Collected data
━━━━━━━━━━

/// The parenthesized body of `ARRAY(…)`: one or more comma-separated
/// values.
pub(crate) fn accept_array_body(tr: &mut dyn TokenSource) -> Result<Vec<Value>, ParseError> {
    let mut values = Vec::new();
    expect_operator(tr, Operator::OpenParen)?;
    skip_whitespace(tr)?;
    values.push(accept_condition_value(tr)?.into_value());
    skip_whitespace(tr)?;
    if attempt(tr, |tr| expect_operator(tr, Operator::Comma))? {
        accept_more_array_body(tr, &mut values)?;
    }
    expect_operator(tr, Operator::CloseParen)?;
    Ok(values)
}

fn accept_more_array_body(
    tr: &mut dyn TokenSource,
    values: &mut Vec<Value>,
) -> Result<(), ParseError> {
    skip_whitespace(tr)?;
    values.push(accept_condition_value(tr)?.into_value());
    skip_whitespace(tr)?;
    if attempt(tr, |tr| expect_operator(tr, Operator::Comma))? {
        accept_more_array_body(tr, values)?;
    }
    Ok(())
}

/// The parenthesized body of `BLOB(…)`: a string of URL-safe unpadded
/// base-64.
pub(crate) fn accept_blob_body(tr: &mut dyn TokenSource) -> Result<Vec<u8>, ParseError> {
    expect_operator(tr, Operator::OpenParen)?;
    skip_whitespace(tr)?;
    let bytes = match next_token(tr)? {
        Token::String(s) if s.quote != b'`' => {
            let token = Token::String(s.clone());
            URL_SAFE_NO_PAD
                .decode(s.content.as_bytes())
                .map_err(|e| ParseError::unexpected_with(&token, e.to_string()))?
        }
        other => return Err(ParseError::unexpected(&other)),
    };
    skip_whitespace(tr)?;
    expect_operator(tr, Operator::CloseParen)?;
    Ok(bytes)
}

/// The parenthesized body of `DATETIME(…)`: an RFC 3339 timestamp with
/// up to nanosecond precision.
pub(crate) fn accept_datetime_body(
    tr: &mut dyn TokenSource,
) -> Result<DateTime<FixedOffset>, ParseError> {
    expect_operator(tr, Operator::OpenParen)?;
    skip_whitespace(tr)?;
    let at = match next_token(tr)? {
        Token::String(s) if s.quote != b'`' => {
            let token = Token::String(s.clone());
            DateTime::parse_from_rfc3339(&s.content)
                .map_err(|e| ParseError::unexpected_with(&token, e.to_string()))?
        }
        other => return Err(ParseError::unexpected(&other)),
    };
    skip_whitespace(tr)?;
    expect_operator(tr, Operator::CloseParen)?;
    Ok(at)
}
//! Pratt (precedence-climbing) parser for conditions.
//!
//! The infix operator tables are split by which side of the operator the
//! property operand sits on. The current left node's variant decides
//! which table is consulted: a value-bearing left admits the symmetric
//! and backward families, a property left admits the symmetric and
//! forward families, and anything else (an already-built comparison)
//! admits only `AND`/`OR`. This is what lets `IN` mean two different
//! things depending on operand side, and what lets `=` commute at the
//! source level while canonicalizing at the AST level.

use crate::ast::{BackwardComparator, EitherComparator, ForwardComparator, Value};
use crate::lexer::{Keyword, Operator, OperatorToken, Token};
use crate::reader::TokenSource;

use super::ast::{AstNode, FieldNode};
use super::error::ParseError;
use super::grammar::{
    accept_array_body, accept_blob_body, accept_datetime_body, accept_key_body,
};
use crate::acceptor::{accept_whitespace, skip_whitespace};
use crate::reader::ResettableTokenReader;

/// Binding power of `AND`/`OR`, selected when the left node is already a
/// comparison.
pub(crate) const fn compound_binding_power(op: Operator) -> u8 {
    match op {
        Operator::And => 2,
        Operator::Or => 1,
        _ => 0,
    }
}

/// Binding power of the symmetric comparators.
pub(crate) const fn either_binding_power(op: Operator) -> u8 {
    match op {
        Operator::Equal
        | Operator::NotEqual
        | Operator::Less
        | Operator::LessOrEqual
        | Operator::Greater
        | Operator::GreaterOrEqual => 3,
        _ => 0,
    }
}

/// Binding power of the property-on-the-left operators. `.` sits here
/// too: between two property nodes it fuses a field access instead of a
/// comparison.
pub(crate) const fn forward_binding_power(op: Operator) -> u8 {
    match op {
        Operator::Contains
        | Operator::HasAncestor
        | Operator::NotIn
        | Operator::In
        | Operator::Is
        | Operator::Dot => 3,
        _ => 0,
    }
}

/// Binding power of the property-on-the-right operators.
pub(crate) const fn backward_binding_power(op: Operator) -> u8 {
    match op {
        Operator::HasDescendant | Operator::In => 3,
        _ => 0,
    }
}

/// Resolves a multi-word operator from its root and the word after it.
pub(crate) const fn resolve_multi_word(root: Operator, next: Operator) -> Option<Operator> {
    match (root, next) {
        (Operator::Not, Operator::In) => Some(Operator::NotIn),
        (Operator::Has, Operator::Ancestor) => Some(Operator::HasAncestor),
        (Operator::Has, Operator::Descendant) => Some(Operator::HasDescendant),
        _ => None,
    }
}

/// Maps a symmetric operator to its comparator.
pub(crate) const fn either_comparator(op: Operator) -> Option<EitherComparator> {
    match op {
        Operator::Equal => Some(EitherComparator::Equals),
        Operator::NotEqual => Some(EitherComparator::NotEquals),
        Operator::Less => Some(EitherComparator::LessThan),
        Operator::LessOrEqual => Some(EitherComparator::LessThanOrEquals),
        Operator::Greater => Some(EitherComparator::GreaterThan),
        Operator::GreaterOrEqual => Some(EitherComparator::GreaterThanOrEquals),
        _ => None,
    }
}

/// Maps a forward-only operator to its comparator.
pub(crate) const fn forward_comparator(op: Operator) -> Option<ForwardComparator> {
    match op {
        Operator::Contains => Some(ForwardComparator::Contains),
        Operator::HasAncestor => Some(ForwardComparator::HasAncestor),
        Operator::In => Some(ForwardComparator::In),
        Operator::NotIn => Some(ForwardComparator::NotIn),
        _ => None,
    }
}

/// Maps a backward-only operator to its comparator.
pub(crate) const fn backward_comparator(op: Operator) -> Option<BackwardComparator> {
    match op {
        Operator::In => Some(BackwardComparator::In),
        Operator::HasDescendant => Some(BackwardComparator::HasDescendant),
        _ => None,
    }
}

/// Parses a condition expression with precedence climbing.
///
/// Reads one prefix form, then loops: speculatively reads an infix
/// operator, consults the side-appropriate binding-power table, and on a
/// power of at least `min_bp` commits the speculation and parses the
/// right operand with `min_bp = bp + 1` (strict left-associativity). A
/// keyword or an operator below `min_bp` rewinds the speculation and
/// ends the expression.
pub(crate) fn construct_ast(
    tr: &mut dyn TokenSource,
    min_bp: u8,
) -> Result<AstNode, ParseError> {
    let token = match tr.read() {
        Err(ParseError::EndOfToken) => return Err(ParseError::NoTokens),
        Err(e) => return Err(e),
        Ok(token) => token,
    };

    let mut left = match token {
        Token::Symbol(sym) => AstNode::Field(FieldNode {
            name: sym.content.clone(),
            token: Token::Symbol(sym),
        }),
        Token::Boolean(b) => AstNode::Scalar {
            value: Value::Bool(b.value),
            token: Token::Boolean(b),
        },
        Token::String(s) if s.quote == b'`' => AstNode::Field(FieldNode {
            name: s.content.clone(),
            token: Token::String(s),
        }),
        Token::String(s) => AstNode::Scalar {
            value: Value::String(s.content.clone()),
            token: Token::String(s),
        },
        Token::Numeric(n) => AstNode::Scalar {
            value: match n.value {
                crate::lexer::NumericValue::Integer(i) => Value::Integer(i),
                crate::lexer::NumericValue::Float(f) => Value::Float(f),
            },
            token: Token::Numeric(n),
        },
        Token::Binding(b) => AstNode::Scalar {
            value: Value::Binding(b.variable.clone()),
            token: Token::Binding(b),
        },
        Token::Operator(op) => parse_prefix_op(tr, op)?,
        Token::Keyword(kw) => match kw.name {
            Keyword::Key => {
                let key = accept_key_body(tr)?;
                AstNode::KeyLiteral {
                    key,
                    token: Token::Keyword(kw),
                }
            }
            Keyword::Array => {
                let values = accept_array_body(tr)?;
                AstNode::ArrayLiteral {
                    values,
                    token: Token::Keyword(kw),
                }
            }
            Keyword::Blob => {
                let bytes = accept_blob_body(tr)?;
                AstNode::BlobLiteral {
                    bytes,
                    token: Token::Keyword(kw),
                }
            }
            Keyword::Datetime => {
                let at = accept_datetime_body(tr)?;
                AstNode::DateTimeLiteral {
                    at,
                    token: Token::Keyword(kw),
                }
            }
            Keyword::Null => AstNode::Scalar {
                value: Value::Null,
                token: Token::Keyword(kw),
            },
            _ => return Err(ParseError::unexpected(&Token::Keyword(kw))),
        },
        other => return Err(ParseError::unexpected(&other)),
    };

    loop {
        let mut snapshot = ResettableTokenReader::new(tr);
        skip_whitespace(&mut snapshot)?;

        let token = match snapshot.read() {
            Err(ParseError::EndOfToken) => return Ok(left),
            Err(e) => return Err(e),
            Ok(token) => token,
        };

        let op_token = match token {
            Token::Operator(op) => op,
            Token::Keyword(_) => {
                // An outer clause (WHERE/ORDER/LIMIT/…) begins here.
                snapshot.reset();
                return Ok(left);
            }
            other => return Err(ParseError::unexpected(&other)),
        };

        // Multi-word operator resolution: NOT IN, HAS ANCESTOR,
        // HAS DESCENDANT.
        let mut op = op_token.op;
        if matches!(op, Operator::Not | Operator::Has) {
            accept_whitespace(&mut snapshot)?;
            let next = match snapshot.read() {
                Err(ParseError::EndOfToken) => {
                    return Err(ParseError::unexpected(&Token::Operator(op_token)))
                }
                Err(e) => return Err(e),
                Ok(token) => token,
            };
            let next_op = match next {
                Token::Operator(t) => t,
                other => return Err(ParseError::unexpected(&other)),
            };
            op = match resolve_multi_word(op, next_op.op) {
                Some(resolved) => resolved,
                None => return Err(ParseError::unexpected(&Token::Operator(next_op))),
            };
        }

        skip_whitespace(&mut snapshot)?;

        // Side-aware binding power selection.
        let allow_backward = left.is_value();
        let allow_forward = left.is_property();
        let allow_compound = !allow_backward && !allow_forward;

        let mut bp = 0;
        let mut is_either = false;
        if allow_backward || allow_forward {
            bp = either_binding_power(op);
            is_either = bp != 0;
        }
        if bp == 0 {
            bp = if allow_compound {
                compound_binding_power(op)
            } else if allow_forward {
                forward_binding_power(op)
            } else {
                backward_binding_power(op)
            };
        }
        if bp == 0 || bp < min_bp {
            snapshot.reset();
            return Ok(left);
        }
        drop(snapshot);

        let right = construct_ast(tr, bp + 1)?;

        left = if is_either {
            if allow_backward {
                if !right.is_property() {
                    return Err(right.unexpected_token_error());
                }
                AstNode::BackwardCmp {
                    left: Box::new(left),
                    op,
                    op_token,
                    right: Box::new(right),
                }
            } else {
                if !right.is_value() {
                    return Err(right.unexpected_token_error());
                }
                AstNode::ForwardCmp {
                    left: Box::new(left),
                    op,
                    op_token,
                    right: Box::new(right),
                }
            }
        } else if allow_compound {
            AstNode::Compound {
                left: Box::new(left),
                op,
                op_token,
                right: Box::new(right),
            }
        } else if allow_forward {
            if op == Operator::Dot {
                // Field-access fusion: a.b builds a property chain, not
                // a comparison.
                if !right.is_property() {
                    return Err(right.unexpected_token_error());
                }
                AstNode::FieldAccess {
                    left: Box::new(left),
                    right: Box::new(right),
                }
            } else {
                if !right.is_value() {
                    return Err(right.unexpected_token_error());
                }
                AstNode::ForwardCmp {
                    left: Box::new(left),
                    op,
                    op_token,
                    right: Box::new(right),
                }
            }
        } else {
            if !right.is_property() {
                return Err(right.unexpected_token_error());
            }
            AstNode::BackwardCmp {
                left: Box::new(left),
                op,
                op_token,
                right: Box::new(right),
            }
        };
    }
}

/// Handles a prefix operator: `(` groups a sub-condition, `+`/`-` sign a
/// numeric literal. Anything else is a diagnostic.
fn parse_prefix_op(
    tr: &mut dyn TokenSource,
    op_token: OperatorToken,
) -> Result<AstNode, ParseError> {
    match op_token.op {
        Operator::OpenParen => {
            skip_whitespace(tr)?;
            let inner = construct_ast(tr, 0)?;
            skip_whitespace(tr)?;
            let close = match tr.read() {
                Err(ParseError::EndOfToken) => {
                    return Err(ParseError::unexpected(&Token::Operator(op_token)))
                }
                Err(e) => return Err(e),
                Ok(token) => token,
            };
            match close {
                Token::Operator(t) if t.op == Operator::CloseParen => Ok(inner),
                _ => Err(ParseError::unexpected(&Token::Operator(op_token))),
            }
        }
        Operator::Plus | Operator::Minus => {
            let next = match tr.read() {
                Err(ParseError::EndOfToken) => {
                    return Err(ParseError::unexpected(&Token::Operator(op_token)))
                }
                Err(e) => return Err(e),
                Ok(token) => token,
            };
            match next {
                Token::Numeric(n) => Ok(AstNode::Prefix {
                    op: op_token.op,
                    token: Token::Operator(op_token),
                    operand: n.value,
                }),
                other => Err(ParseError::unexpected(&other)),
            }
        }
        _ => Err(ParseError::unexpected(&Token::Operator(op_token))),
    }
}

━━━━━━━━━━

▸ **Exercise objective**:
Where a line of the data contains "lexer", include it in the tally, and answer with the tally alone.

▸ **Output**:
3